La segunda, el guiño al pasado de connotación remota en las fotos de los años 30 de El Pinar, que consigue trazar un vínculo humano con un ayer imposible de romper. Los rostros presentes de este libro son deudores de todos los Anastasio y Juana que hace casi un siglo vieron la misma tierra ferruginosa, el mismo ganado, la misma mar de los pescadores que hoy W. recoge en imágenes y Álamo de la Rosa en palabras. Y son, a la vez, una botella lanzada al mar del tiempo y dirigida a los Alexis y Víctor de dentro de cien años que quieran rescatar lo que hubo para consolidar la percepción de lo que hay.

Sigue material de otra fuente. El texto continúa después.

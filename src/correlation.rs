//! Request and trace identifiers used to correlate log records.
//!
//! The request ID is scoped to this service: it is taken verbatim from an
//! inbound `X-Request-ID` header (any bytes, including non-UTF-8) or freshly
//! generated. The trace ID comes
//! from a distributed-tracing propagation header when a valid one is present:
//!
//! 1. W3C `traceparent` (`00-<32 hex trace id>-<16 hex parent id>-<2 hex flags>`)
//! 2. B3 `X-B3-TraceId` (16 or 32 lowercase hex)
//! 3. otherwise empty
//!
//! Neither identifier is an authentication mechanism; callers may send anything.

use http::{HeaderMap, HeaderName, HeaderValue};
use rand::rngs::OsRng;
use rand::RngCore;

pub static REQUEST_ID_HEADER: HeaderName = HeaderName::from_static("x-request-id");
pub static TRACEPARENT_HEADER: HeaderName = HeaderName::from_static("traceparent");
pub static B3_TRACE_ID_HEADER: HeaderName = HeaderName::from_static("x-b3-traceid");

/// Random bytes in a generated request ID (hex-encoded to twice this length).
const REQUEST_ID_BYTES: usize = 16;

/// Timestamp layout used when the OS random source is unavailable.
const FALLBACK_TIMESTAMP_FORMAT: &str = "%Y%m%d%H%M%S%.9f";

// version "-" trace-id "-" parent-id "-" flags
const TRACEPARENT_LEN: usize = 2 + 1 + 32 + 1 + 16 + 1 + 2;

/// Correlation identifiers attached to a single request.
///
/// Inserted into request extensions by the correlation middleware so handlers
/// can reach it through `Extension<RequestCorrelation>`.
#[derive(Debug, Clone, PartialEq, Eq)]
pub struct RequestCorrelation {
    /// Printable form of the request ID, used in spans and log fields.
    pub request_id: String,
    /// Exact bytes echoed in the response `X-Request-ID` header.
    pub request_id_header: Option<HeaderValue>,
    /// Empty when no valid propagation header was supplied.
    pub trace_id: String,
}

impl RequestCorrelation {
    pub fn from_headers(headers: &HeaderMap) -> Self {
        let (request_id, request_id_header) = match inbound_request_id(headers) {
            // Inbound bytes are kept as sent; only the log form is made UTF-8.
            Some(value) => (
                String::from_utf8_lossy(value.as_bytes()).into_owned(),
                Some(value.clone()),
            ),
            None => {
                let id = new_request_id();
                let header = HeaderValue::from_str(&id).ok();
                (id, header)
            }
        };

        Self {
            request_id,
            request_id_header,
            trace_id: extract_trace_id(headers),
        }
    }
}

/// Inbound `X-Request-ID` if present and non-empty. No other validation.
pub fn inbound_request_id(headers: &HeaderMap) -> Option<&HeaderValue> {
    headers.get(&REQUEST_ID_HEADER).filter(|v| !v.is_empty())
}

/// 16 random bytes as 32 lowercase hex characters.
pub fn new_request_id() -> String {
    let mut bytes = [0u8; REQUEST_ID_BYTES];
    match OsRng.try_fill_bytes(&mut bytes) {
        Ok(()) => hex::encode(bytes),
        Err(e) => {
            tracing::debug!(error = %e, "OS random source unavailable, using timestamp request ID");
            fallback_request_id(chrono::Utc::now())
        }
    }
}

fn fallback_request_id(now: chrono::DateTime<chrono::Utc>) -> String {
    hex::encode(now.format(FALLBACK_TIMESTAMP_FORMAT).to_string())
}

/// Trace ID from `traceparent`, falling back to `X-B3-TraceId`, else empty.
pub fn extract_trace_id(headers: &HeaderMap) -> String {
    let header = |name: &HeaderName| headers.get(name).and_then(|v| v.to_str().ok());

    header(&TRACEPARENT_HEADER)
        .and_then(parse_traceparent)
        .or_else(|| header(&B3_TRACE_ID_HEADER).and_then(parse_b3_trace_id))
        .map(str::to_string)
        .unwrap_or_default()
}

/// Validates a W3C `traceparent` value and returns its trace-id field.
///
/// Surrounding whitespace is ignored, as are any fields after the flags.
/// All-zero trace or parent IDs are invalid.
pub fn parse_traceparent(value: &str) -> Option<&str> {
    let value = value.trim();
    if value.len() < TRACEPARENT_LEN || !value.is_char_boundary(TRACEPARENT_LEN) {
        return None;
    }

    let (head, rest) = value.split_at(TRACEPARENT_LEN);
    if !rest.is_empty() && !rest.starts_with('-') {
        return None;
    }

    let mut fields = head.split('-');
    let version = fields.next()?;
    let trace_id = fields.next()?;
    let parent_id = fields.next()?;
    let flags = fields.next()?;
    if fields.next().is_some() {
        return None;
    }

    let well_formed = is_lower_hex(version, 2)
        && is_lower_hex(trace_id, 32)
        && is_lower_hex(parent_id, 16)
        && is_lower_hex(flags, 2);
    if !well_formed || all_zeros(trace_id) || all_zeros(parent_id) {
        return None;
    }

    Some(trace_id)
}

/// Accepts a B3 trace ID of exactly 16 or 32 lowercase hex characters.
pub fn parse_b3_trace_id(value: &str) -> Option<&str> {
    let value = value.trim();
    (is_lower_hex(value, 16) || is_lower_hex(value, 32)).then_some(value)
}

fn is_lower_hex(s: &str, len: usize) -> bool {
    s.len() == len && s.bytes().all(|b| matches!(b, b'0'..=b'9' | b'a'..=b'f'))
}

fn all_zeros(s: &str) -> bool {
    s.bytes().all(|b| b == b'0')
}

#[cfg(test)]
mod tests {
    use super::*;
    use chrono::TimeZone;
    use http::HeaderValue;

    const TRACEPARENT: &str = "00-4bf92f3577b34da6a3ce929d0e0e4736-00f067aa0ba902b7-01";
    const TRACE_ID: &str = "4bf92f3577b34da6a3ce929d0e0e4736";
    const B3_TRACE_ID: &str = "463ac35c9f6413ad48485a3953bb6124";

    fn headers(pairs: &[(&HeaderName, &str)]) -> HeaderMap {
        let mut map = HeaderMap::new();
        for (name, value) in pairs {
            map.insert((*name).clone(), HeaderValue::from_str(value).unwrap());
        }
        map
    }

    #[test]
    fn generated_request_ids_are_32_lower_hex_and_distinct() {
        let a = new_request_id();
        let b = new_request_id();
        assert!(is_lower_hex(&a, 32), "unexpected id {a}");
        assert!(is_lower_hex(&b, 32), "unexpected id {b}");
        assert_ne!(a, b);
    }

    #[test]
    fn fallback_request_id_is_hex_of_timestamp() {
        let now = chrono::Utc.with_ymd_and_hms(2025, 10, 5, 12, 34, 56).unwrap();
        let id = fallback_request_id(now);
        assert!(!id.is_empty());
        let decoded = String::from_utf8(hex::decode(&id).unwrap()).unwrap();
        assert_eq!(decoded, "20251005123456.000000000");
    }

    #[test]
    fn inbound_request_id_is_used_verbatim() {
        let map = headers(&[(&REQUEST_ID_HEADER, "fixed-id-123")]);
        let correlation = RequestCorrelation::from_headers(&map);
        assert_eq!(correlation.request_id, "fixed-id-123");
        assert_eq!(
            correlation.request_id_header,
            Some(HeaderValue::from_static("fixed-id-123"))
        );
    }

    #[test]
    fn non_utf8_request_id_keeps_raw_bytes() {
        let raw = HeaderValue::from_bytes(b"req-\xe9t\xe9-42").unwrap();
        let mut map = HeaderMap::new();
        map.insert(REQUEST_ID_HEADER.clone(), raw.clone());

        let correlation = RequestCorrelation::from_headers(&map);
        assert_eq!(correlation.request_id_header, Some(raw));
        assert_eq!(correlation.request_id, "req-\u{fffd}t\u{fffd}-42");
    }

    #[test]
    fn empty_request_id_is_replaced() {
        let map = headers(&[(&REQUEST_ID_HEADER, "")]);
        assert!(inbound_request_id(&map).is_none());

        let correlation = RequestCorrelation::from_headers(&map);
        assert!(is_lower_hex(&correlation.request_id, 32));
        assert_eq!(
            correlation.request_id_header.as_ref().map(HeaderValue::as_bytes),
            Some(correlation.request_id.as_bytes())
        );
    }

    #[test]
    fn traceparent_yields_trace_id() {
        assert_eq!(parse_traceparent(TRACEPARENT), Some(TRACE_ID));
        assert_eq!(parse_traceparent(&format!("  {TRACEPARENT}\t")), Some(TRACE_ID));
        assert_eq!(
            parse_traceparent(&format!("{TRACEPARENT}-future-field")),
            Some(TRACE_ID)
        );
    }

    #[test]
    fn malformed_traceparent_is_rejected() {
        let cases = [
            "",
            "00-4bf92f3577b34da6a3ce929d0e0e4736-00f067aa0ba902b7",
            "00-4BF92F3577B34DA6A3CE929D0E0E4736-00f067aa0ba902b7-01",
            "00-4bf92f3577b34da6a3ce929d0e0e4736-00f067aa0ba902b7-01x",
            "00_4bf92f3577b34da6a3ce929d0e0e4736-00f067aa0ba902b7-01",
            "0-04bf92f3577b34da6a3ce929d0e0e4736-00f067aa0ba902b7-01",
            "00-4bf92f3577b34da6a3ce929d0e0e473g-00f067aa0ba902b7-01",
        ];
        for case in cases {
            assert_eq!(parse_traceparent(case), None, "accepted {case:?}");
        }
    }

    #[test]
    fn all_zero_ids_are_rejected() {
        assert_eq!(
            parse_traceparent("00-00000000000000000000000000000000-00f067aa0ba902b7-01"),
            None
        );
        assert_eq!(
            parse_traceparent("00-4bf92f3577b34da6a3ce929d0e0e4736-0000000000000000-01"),
            None
        );
    }

    #[test]
    fn b3_accepts_16_or_32_lower_hex() {
        assert_eq!(parse_b3_trace_id(B3_TRACE_ID), Some(B3_TRACE_ID));
        assert_eq!(parse_b3_trace_id(" a3ce929d0e0e4736 "), Some("a3ce929d0e0e4736"));
        assert_eq!(parse_b3_trace_id("a3ce929d0e0e47"), None);
        assert_eq!(parse_b3_trace_id("463ac35c9f6413ad48485a3953bb6124ff"), None);
        assert_eq!(parse_b3_trace_id("463AC35C9F6413AD48485A3953BB6124"), None);
    }

    #[test]
    fn traceparent_takes_precedence_over_b3() {
        let map = headers(&[
            (&TRACEPARENT_HEADER, TRACEPARENT),
            (&B3_TRACE_ID_HEADER, B3_TRACE_ID),
        ]);
        assert_eq!(extract_trace_id(&map), TRACE_ID);
    }

    #[test]
    fn invalid_traceparent_falls_back_to_b3() {
        let map = headers(&[
            (
                &TRACEPARENT_HEADER,
                "00-00000000000000000000000000000000-00f067aa0ba902b7-01",
            ),
            (&B3_TRACE_ID_HEADER, B3_TRACE_ID),
        ]);
        assert_eq!(extract_trace_id(&map), B3_TRACE_ID);
    }

    #[test]
    fn missing_headers_yield_empty_trace_id() {
        assert_eq!(extract_trace_id(&HeaderMap::new()), "");
        let map = headers(&[(&B3_TRACE_ID_HEADER, "not-a-trace-id")]);
        assert_eq!(extract_trace_id(&map), "");
    }

    #[test]
    fn correlation_from_headers_combines_both() {
        let map = headers(&[
            (&REQUEST_ID_HEADER, "abc"),
            (&B3_TRACE_ID_HEADER, B3_TRACE_ID),
        ]);
        let correlation = RequestCorrelation::from_headers(&map);
        assert_eq!(correlation.request_id, "abc");
        assert_eq!(correlation.trace_id, B3_TRACE_ID);
    }
}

El tercer bloque se intitula “La cartografía humana: alma antes del alma”. En él se habla de mestizaje, de ese mapa de nuestros semejantes representado en los rostros e idiosincrasia de quienes han llegado de fuera para fusionarse con el espacio, adherirse a su esencia, ser asimilados por ese todo que, como nos apunta el escritor, no te deja ser otra cosa que herreño: el paisaje «te absorbe, te puede, te domina. El paisaje te modela y entonces el paisanaje se convierte en la manera de conocer el lugar y ver los secretos».

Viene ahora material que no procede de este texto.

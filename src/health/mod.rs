//! Readiness aggregation.
//!
//! Runs every registered [`ReadinessChecker`] in registration order and folds
//! the outcomes into one [`ReadinessReport`]:
//!
//! ```text
//! checkers[0..n]
//!     → check() bounded by the per-check deadline
//!     → DependencyCheckResult (healthy / error message)
//!     → OverallStatus::Degraded if any failed, Ok otherwise
//! ```
//!
//! Liveness never goes through here; it only reports that the process answers.

mod checker;

use std::time::Duration;

use http::StatusCode;
use serde::Serialize;
use utoipa::ToSchema;

pub use checker::{CheckError, FnChecker, ReadinessChecker, TcpChecker};

/// Aggregate status of a readiness pass.
#[derive(Debug, Clone, Copy, PartialEq, Eq, Serialize, ToSchema)]
#[serde(rename_all = "lowercase")]
pub enum OverallStatus {
    Ok,
    Degraded,
}

impl OverallStatus {
    pub fn as_str(&self) -> &'static str {
        match self {
            OverallStatus::Ok => "ok",
            OverallStatus::Degraded => "degraded",
        }
    }
}

/// Outcome of one dependency check.
#[derive(Debug, Clone, PartialEq, Eq)]
pub struct DependencyCheckResult {
    pub name: String,
    pub healthy: bool,
    /// Present only when `healthy` is false.
    pub error_message: Option<String>,
}

impl DependencyCheckResult {
    fn healthy(name: &str) -> Self {
        Self {
            name: name.to_string(),
            healthy: true,
            error_message: None,
        }
    }

    fn unhealthy(name: &str, error: &CheckError) -> Self {
        Self {
            name: name.to_string(),
            healthy: false,
            error_message: Some(error.to_string()),
        }
    }
}

/// Result of evaluating every registered checker once.
#[derive(Debug, Clone, PartialEq, Eq)]
pub struct ReadinessReport {
    pub overall_status: OverallStatus,
    /// Same order as the checkers were supplied.
    pub results: Vec<DependencyCheckResult>,
}

impl ReadinessReport {
    pub fn is_ok(&self) -> bool {
        self.overall_status == OverallStatus::Ok
    }

    /// 200 when every dependency is healthy, 503 otherwise.
    pub fn status_code(&self) -> StatusCode {
        match self.overall_status {
            OverallStatus::Ok => StatusCode::OK,
            OverallStatus::Degraded => StatusCode::SERVICE_UNAVAILABLE,
        }
    }
}

/// Run each checker sequentially, in input order, bounding every call by `deadline`.
///
/// A check that does not finish in time counts as failed with
/// [`CheckError::TimedOut`]. Each failure is logged at WARN with the
/// dependency name and error text.
pub async fn evaluate<'a, I, C>(checkers: I, deadline: Duration) -> ReadinessReport
where
    I: IntoIterator<Item = &'a C>,
    C: ReadinessChecker + ?Sized + 'a,
{
    let mut results = Vec::new();
    let mut any_failed = false;

    for checker in checkers {
        let name = checker.name();
        let outcome = match tokio::time::timeout(deadline, checker.check()).await {
            Ok(outcome) => outcome,
            Err(_) => Err(CheckError::TimedOut(deadline)),
        };

        match outcome {
            Ok(()) => results.push(DependencyCheckResult::healthy(name)),
            Err(e) => {
                tracing::warn!(dependency = %name, error = %e, "Dependency check failed");
                any_failed = true;
                results.push(DependencyCheckResult::unhealthy(name, &e));
            }
        }
    }

    let overall_status = if any_failed {
        OverallStatus::Degraded
    } else {
        OverallStatus::Ok
    };

    ReadinessReport {
        overall_status,
        results,
    }
}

En “Las islas aladas” se da cuenta de esa particular comunión que mantiene El Hierro con las tierras vecinas (La Palma, La Gomera y Tenerife) que, entre claroscuros, ha forjado uno de los mayores mitos de Canarias: el de la Isla de San Borondón, la itinerante; «la isla que siempre llevamos dentro», como nos dice el poeta. La que está y no está, del mismo modo que “no están” y “estarán” esas que han de llegar. La Palma, la hermosa hermana, nos está enseñando estos días de donde venimos y qué es lo que los alisios y el Atlántico han de contemplar que sucederá en este singular punto del océano que llamamos hogar.
En el penúltimo bloque, “Conocerse las profundidades”, nos adentramos en la visión del paisaje como espacio donde hallar, en feliz y habitual expresión del escritor, los fantasmas de nuestros sótanos. Hay lugares en la isla en los que uno solo puede encontrarse a sí mismo. «Mirar para mirarte». Uno husmea en sus entrañas, en esos huecos ocultos que, descubiertos, desentrañados, desbrozados, nos vuelven vulnerables, frágiles, temerosos de nuestra condición.

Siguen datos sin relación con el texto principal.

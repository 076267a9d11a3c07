// source.rs - Audio source abstraction

//! Uniform frame producers for the mixer.
//!
//! An `AudioSource` is one of three variants behind a single dispatch
//! surface: a raw PCM byte stream, an opaque decoder, or an in-memory
//! sample. Sources carry their own volume, priority, and playback rate,
//! and are shared with the code that created them; a channel holds an
//! `Arc` and never destroys the source.

use std::io::{Read, Seek, SeekFrom};
use std::sync::Arc;

use parking_lot::Mutex;

use crate::decoder::PcmDecoder;
use crate::mixer::convert::{convert_mix, Converter};
use crate::mixer::types::{AudioFormat, MixerError, MixerResult, SampleFormat, MAX_VOLUME};

/// Byte streams usable by `RawSource` when seeking is available.
pub trait ReadSeek: Read + Seek + Send {}
impl<T: Read + Seek + Send> ReadSeek for T {}

/// A source as shared between the creating code and the playing channel.
///
/// The mutex is the per-source lock of the engine's lock hierarchy; it
/// guards the position and any decoder state.
pub type SharedSource = Arc<Mutex<AudioSource>>;

fn io_err(e: std::io::Error) -> MixerError {
    MixerError::DeviceError(format!("source io: {}", e))
}

enum RawStream {
    Seekable(Box<dyn ReadSeek>),
    Forward(Box<dyn Read + Send>),
}

impl Read for RawStream {
    fn read(&mut self, buf: &mut [u8]) -> std::io::Result<usize> {
        match self {
            RawStream::Seekable(s) => s.read(buf),
            RawStream::Forward(s) => s.read(buf),
        }
    }
}

struct RawSource {
    stream: RawStream,
    /// Byte offset of frame 0 within the stream.
    window_start: u64,
    /// Window length in bytes, when known.
    window_len: Option<u64>,
    pos: u64,
}

struct DecodedSource {
    decoder: Box<dyn PcmDecoder>,
    /// Logical read position in frames.
    pos: u64,
    /// Where the decoder actually is.
    dec_pos: u64,
}

struct SampleSource {
    data: Vec<u8>,
    pos: u64,
}

enum SourceKind {
    Raw(RawSource),
    Decoded(DecodedSource),
    Sample(SampleSource),
}

/// A producer of PCM frames, independent of any channel binding.
pub struct AudioSource {
    kind: SourceKind,
    format: AudioFormat,
    volume: i32,
    priority: i32,
    rate: f32,
    scratch: Vec<u8>,
}

impl AudioSource {
    fn with_kind(kind: SourceKind, format: AudioFormat) -> AudioSource {
        AudioSource {
            kind,
            format,
            volume: MAX_VOLUME,
            priority: 0,
            rate: 1.0,
            scratch: Vec::new(),
        }
    }

    /// A raw PCM source over a seekable byte stream.
    ///
    /// The whole stream is the playback window; its length is probed once
    /// at construction.
    pub fn raw<S: ReadSeek + 'static>(mut stream: S, format: AudioFormat) -> MixerResult<AudioSource> {
        let end = stream.seek(SeekFrom::End(0)).map_err(io_err)?;
        Ok(Self::with_kind(
            SourceKind::Raw(RawSource {
                stream: RawStream::Seekable(Box::new(stream)),
                window_start: 0,
                window_len: Some(end),
                pos: 0,
            }),
            format,
        ))
    }

    /// A raw PCM source over a `[start, start + len)` byte window of a
    /// seekable stream.
    pub fn raw_window<S: ReadSeek + 'static>(
        stream: S,
        format: AudioFormat,
        start: u64,
        len: u64,
    ) -> AudioSource {
        Self::with_kind(
            SourceKind::Raw(RawSource {
                stream: RawStream::Seekable(Box::new(stream)),
                window_start: start,
                window_len: Some(len),
                pos: 0,
            }),
            format,
        )
    }

    /// A raw PCM source over a forward-only reader.
    ///
    /// Such a source can neither rewind nor seek, so it cannot loop and
    /// may be bound to at most one channel at a time.
    pub fn raw_reader<R: Read + Send + 'static>(reader: R, format: AudioFormat) -> AudioSource {
        Self::with_kind(
            SourceKind::Raw(RawSource {
                stream: RawStream::Forward(Box::new(reader)),
                window_start: 0,
                window_len: None,
                pos: 0,
            }),
            format,
        )
    }

    /// A source produced by an opaque decoder.
    pub fn decoded(decoder: Box<dyn PcmDecoder>) -> AudioSource {
        let format = decoder.format();
        Self::with_kind(
            SourceKind::Decoded(DecodedSource { decoder, pos: 0, dec_pos: 0 }),
            format,
        )
    }

    /// An in-memory PCM sample.
    pub fn sample(data: Vec<u8>, format: AudioFormat) -> AudioSource {
        Self::with_kind(SourceKind::Sample(SampleSource { data, pos: 0 }), format)
    }

    /// An in-memory sample pre-converted to the mixer's accumulator
    /// encoding at construction, so playback needs no per-callback
    /// conversion.
    pub fn sample_for_mixer(
        data: Vec<u8>,
        format: AudioFormat,
        mixer: &AudioFormat,
    ) -> MixerResult<AudioSource> {
        let cvt = Converter::setup(format, *mixer)?;
        if cvt.is_identity() {
            return Ok(Self::sample(data, format));
        }
        let mut buf = data;
        let len = buf.len() - buf.len() % format.frame_size();
        let out = cvt.convert(&mut buf, len);
        buf.truncate(out);
        Ok(Self::sample(
            buf,
            AudioFormat::new(mixer.frequency, SampleFormat::Mixer, mixer.channels),
        ))
    }

    /// Wrap this source for sharing with the engine.
    pub fn into_shared(self) -> SharedSource {
        Arc::new(Mutex::new(self))
    }

    /// The source's native format; constant over its lifetime.
    pub fn format(&self) -> AudioFormat {
        self.format
    }

    /// Length in frames, or `None` when unknown.
    pub fn length(&self) -> Option<u64> {
        let fs = self.format.frame_size() as u64;
        match &self.kind {
            SourceKind::Raw(r) => r.window_len.map(|b| b / fs),
            SourceKind::Decoded(d) => d.decoder.length_frames(),
            SourceKind::Sample(s) => Some(s.data.len() as u64 / fs),
        }
    }

    pub fn volume(&self) -> i32 {
        self.volume
    }

    pub fn set_volume(&mut self, volume: i32) -> MixerResult<()> {
        if !(0..=MAX_VOLUME).contains(&volume) {
            return Err(MixerError::OutOfRange(format!("source volume {}", volume)));
        }
        self.volume = volume;
        Ok(())
    }

    /// Eviction priority; larger values survive longer.
    pub fn priority(&self) -> i32 {
        self.priority
    }

    pub fn set_priority(&mut self, priority: i32) {
        self.priority = priority;
    }

    pub fn rate(&self) -> f32 {
        self.rate
    }

    pub fn set_rate(&mut self, rate: f32) -> MixerResult<()> {
        if rate < 0.0 || !rate.is_finite() {
            return Err(MixerError::OutOfRange(format!("source rate {}", rate)));
        }
        self.rate = rate;
        Ok(())
    }

    pub fn can_rewind(&self) -> bool {
        match &self.kind {
            SourceKind::Raw(r) => matches!(r.stream, RawStream::Seekable(_)),
            SourceKind::Decoded(d) => d.decoder.can_seek(),
            SourceKind::Sample(_) => true,
        }
    }

    pub fn can_seek(&self) -> bool {
        self.can_rewind()
    }

    /// Current read position in frames.
    pub fn position(&self) -> u64 {
        match &self.kind {
            SourceKind::Raw(r) => r.pos,
            SourceKind::Decoded(d) => d.pos,
            SourceKind::Sample(s) => s.pos,
        }
    }

    /// Move the read position.
    ///
    /// Streamed sources clamp a position past the end; a sample source
    /// rejects it with `OutOfRange`.
    pub fn set_position(&mut self, frames: u64) -> MixerResult<()> {
        let len = self.length();
        match &mut self.kind {
            SourceKind::Raw(r) => match r.stream {
                RawStream::Seekable(_) => {
                    r.pos = match len {
                        Some(l) => frames.min(l),
                        None => frames,
                    };
                    Ok(())
                }
                RawStream::Forward(_) => Err(MixerError::UnsupportedOperation(
                    "seek on forward-only source".to_string(),
                )),
            },
            SourceKind::Decoded(d) => {
                if !d.decoder.can_seek() {
                    return Err(MixerError::UnsupportedOperation(
                        "seek on non-seekable decoder".to_string(),
                    ));
                }
                d.pos = match len {
                    Some(l) => frames.min(l),
                    None => frames,
                };
                Ok(())
            }
            SourceKind::Sample(s) => {
                let l = len.unwrap_or(0);
                if frames > l {
                    return Err(MixerError::OutOfRange(format!(
                        "position {} past end {}",
                        frames, l
                    )));
                }
                s.pos = frames;
                Ok(())
            }
        }
    }

    /// Return to frame 0.
    pub fn rewind(&mut self) -> MixerResult<()> {
        if !self.can_rewind() {
            return Err(MixerError::UnsupportedOperation(
                "rewind on forward-only source".to_string(),
            ));
        }
        match &mut self.kind {
            SourceKind::Raw(r) => r.pos = 0,
            SourceKind::Decoded(d) => d.pos = 0,
            SourceKind::Sample(s) => s.pos = 0,
        }
        Ok(())
    }

    /// Read raw bytes in the source format.
    ///
    /// `buf.len()` must be a whole number of frames; the return value is
    /// too. 0 means end of stream.
    pub fn read_bytes(&mut self, buf: &mut [u8]) -> MixerResult<usize> {
        let fs = self.format.frame_size();
        if buf.is_empty() {
            return Ok(0);
        }
        if buf.len() % fs != 0 {
            return Err(MixerError::InvalidArgument(format!(
                "read length {} not a multiple of frame size {}",
                buf.len(),
                fs
            )));
        }
        match &mut self.kind {
            SourceKind::Raw(r) => {
                let mut want = buf.len();
                let pos_bytes = r.pos * fs as u64;
                if let Some(total) = r.window_len {
                    if pos_bytes >= total {
                        return Ok(0);
                    }
                    let left = (total - pos_bytes) as usize;
                    want = want.min(left - left % fs);
                    if want == 0 {
                        return Ok(0);
                    }
                }
                if let RawStream::Seekable(s) = &mut r.stream {
                    s.seek(SeekFrom::Start(r.window_start + pos_bytes)).map_err(io_err)?;
                }
                let got = read_fully(&mut r.stream, &mut buf[..want])?;
                let frames = got / fs;
                r.pos += frames as u64;
                Ok(frames * fs)
            }
            SourceKind::Decoded(d) => {
                if d.pos != d.dec_pos {
                    d.dec_pos = d.decoder.seek_frame(d.pos)?;
                    d.pos = d.dec_pos;
                }
                let mut got = 0;
                while got < buf.len() {
                    let n = d.decoder.decode(&mut buf[got..])?;
                    if n == 0 {
                        break;
                    }
                    got += n;
                }
                let frames = got / fs;
                d.pos += frames as u64;
                d.dec_pos = d.pos;
                Ok(frames * fs)
            }
            SourceKind::Sample(s) => {
                let offset = s.pos as usize * fs;
                if offset >= s.data.len() {
                    return Ok(0);
                }
                let avail = s.data.len() - offset;
                let take = buf.len().min(avail - avail % fs);
                buf[..take].copy_from_slice(&s.data[offset..offset + take]);
                s.pos += (take / fs) as u64;
                Ok(take)
            }
        }
    }

    /// Produce up to `frames` frames as accumulator samples.
    ///
    /// With `volume >= 0` the samples are widened and saturating-added
    /// into `out` in one pass; with a negative volume the frames are
    /// written plain (overwriting) for later filter processing. Returns
    /// the number of frames produced; 0 means end of stream.
    pub fn read_frames(&mut self, out: &mut [i32], frames: usize, volume: i32) -> MixerResult<usize> {
        let fmt = self.format;
        let fs = fmt.frame_size();
        let ch = fmt.channels as usize;
        let want = frames.min(out.len() / ch);
        if want == 0 {
            return Ok(0);
        }

        // Sample data can be widened straight from the backing store.
        if let SourceKind::Sample(s) = &mut self.kind {
            let total = (s.data.len() / fs) as u64;
            if s.pos >= total {
                return Ok(0);
            }
            let n = want.min((total - s.pos) as usize);
            let offset = s.pos as usize * fs;
            let raw = &s.data[offset..offset + n * fs];
            let samples = n * ch;
            if volume < 0 {
                out[..samples].fill(0);
                convert_mix(&mut out[..samples], raw, samples, fmt.sample, MAX_VOLUME);
            } else {
                convert_mix(&mut out[..samples], raw, samples, fmt.sample, volume);
            }
            s.pos += n as u64;
            return Ok(n);
        }

        let need = want * fs;
        if self.scratch.len() < need {
            self.scratch.resize(need, 0);
        }
        let mut scratch = std::mem::take(&mut self.scratch);
        let result = self.read_bytes(&mut scratch[..need]);
        self.scratch = scratch;
        let got = result?;
        let n = got / fs;
        if n == 0 {
            return Ok(0);
        }
        let samples = n * ch;
        if volume < 0 {
            out[..samples].fill(0);
            convert_mix(&mut out[..samples], &self.scratch, samples, fmt.sample, MAX_VOLUME);
        } else {
            convert_mix(&mut out[..samples], &self.scratch, samples, fmt.sample, volume);
        }
        Ok(n)
    }

    /// Read every remaining frame.
    ///
    /// Only defined for sources of known length.
    pub fn read_all(&mut self) -> MixerResult<Vec<u8>> {
        let len = self.length().ok_or_else(|| {
            MixerError::UnsupportedOperation("read_all on unknown-length source".to_string())
        })?;
        let fs = self.format.frame_size();
        let remaining = len.saturating_sub(self.position()) as usize;
        let mut buf = vec![0u8; remaining * fs];
        let mut got = 0;
        while got < buf.len() {
            let n = self.read_bytes(&mut buf[got..])?;
            if n == 0 {
                break;
            }
            got += n;
        }
        buf.truncate(got);
        Ok(buf)
    }
}

fn read_fully<R: Read>(stream: &mut R, buf: &mut [u8]) -> MixerResult<usize> {
    let mut got = 0;
    while got < buf.len() {
        let n = stream.read(&mut buf[got..]).map_err(io_err)?;
        if n == 0 {
            break;
        }
        got += n;
    }
    Ok(got)
}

Nada más abrumador que el infinito y la eternidad, el espacio que no termina y el tiempo que no se acaba. Así he comenzado y así he de acabar; así, deslizándome por el sexto y último apartado, intitulado “Guiado a la isla lenguaje”. Posando en el tiempo mi conciencia, con los ojos cerrados y la cabeza apoyada en el tomo. Los relojes son inútiles, nos dice Álamo de la Rosa. Aquí el tiempo es otro. «Un tiempo distinto. El tiempo nuevo de la isla que siempre está al principio», proclama. Y he de creerlo, tengo que creerlo. Es imperativo que lo haga porque así ha sido mientras leía la obra y depositaba la mirada en las imágenes de Alexis W. El tiempo es otro porque no fluye sobre un espacio convencional, sino sobre las sensaciones, los sentimientos, las impresiones, las emociones… que surcan el ánimo y el intelecto a medida que avanzamos en este apasionante viaje lector y espectador hacia lo inconmensurable.